Role of the leukocyte-adhesion molecule L-selectin in experimental autoimmune encephalomyelitis.

L-selectin is an adhesion molecule expressed on T cells and monocytes. It mediates rolling--the initial step of transendothelial migration. In this study, we investigated the role of L-selectin in the pathogenesis of experimental autoimmune encephalomyelitis (EAE), an animal model of multiple sclerosis. EAE was induced in Lewis rats by active sensitization with myelin basic protein (MBP-EAE), or by adoptive transfer using MBP specific T cells (AT-EAE). Treatment with HRL3, a monoclonal antibody to L-selectin, and its F(ab')2 fragments efficiently suppressed MBP-EAE, and had a mild inhibitory effect on AT-EAE. Histological examination revealed a marked reduction of inflammatory infiltrates after treatment with HRL3. Administration of the control antibody HRL4 did not significantly alter the course of the disease.

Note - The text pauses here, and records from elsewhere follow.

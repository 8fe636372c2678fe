use colored::Colorize;
use projman::{project, ProjectRegistry, TemplateStore};
use std::path::Path;

pub const CMD_STR: &str = "new";
pub const PATH_ARG: &str = "PATH";
pub const TEMPLATE_ARG: &str = "TEMPLATE";

pub fn new(
    registry: &ProjectRegistry,
    store: &TemplateStore,
    path: &Path,
    template: Option<&str>,
) -> projman::Result<()> {
    // Load first, so an unknown template leaves nothing behind.
    let template = template.map(|name| store.load(name)).transpose()?;
    let created = project::create(registry, path, template.as_ref())?;

    println!(
        "{} {}",
        "Created new project in".green(),
        created.root.to_string_lossy()
    );
    if let Some(template) = &template {
        println!(
            "  {} {} {}",
            created.folders.len(),
            "folders created from".dimmed(),
            template.name.bold()
        );
    }
    if !created.registered {
        println!("  {}", "It was already in the project list.".dimmed());
    }
    Ok(())
}
use num_traits::PrimInt;
use tracing::Level;

/// How chatty logging is, from the number of `-v` flags.
#[derive(Debug, PartialEq, Eq)]
pub enum Verbosity {
    None,
    Some,
    Very,
}

impl<X> From<X> for Verbosity
where
    X: PrimInt,
{
    fn from(value: X) -> Self {
        if value < X::one() {
            Verbosity::None
        } else if value < X::one() + X::one() {
            Verbosity::Some
        } else {
            Verbosity::Very
        }
    }
}

impl Verbosity {
    pub fn level(&self) -> Level {
        match self {
            Verbosity::None => Level::WARN,
            Verbosity::Some => Level::INFO,
            Verbosity::Very => Level::DEBUG,
        }
    }
}

/// Sends log events to stderr, so they never mix with command output.
pub fn init_logging(verbosity: &Verbosity) {
    let subscriber = tracing_subscriber::fmt()
        .with_max_level(verbosity.level())
        .with_writer(std::io::stderr)
        .with_target(false)
        .finish();
    if let Err(err) = tracing::subscriber::set_global_default(subscriber) {
        eprintln!("Could not set up logging: {}", err);
    }
}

HRL3 caused T-cell depletion in the draining lymph nodes and spleen and a downregulation of L-selectin expression on T cells. We conclude that L-selectin-dependent mechanisms are involved in the pathogenesis of EAE. Modulation of L-selectin in vivo by antibodies or by competitive antagonists could be a novel therapeutic approach to autoimmune diseases of the central nervous system.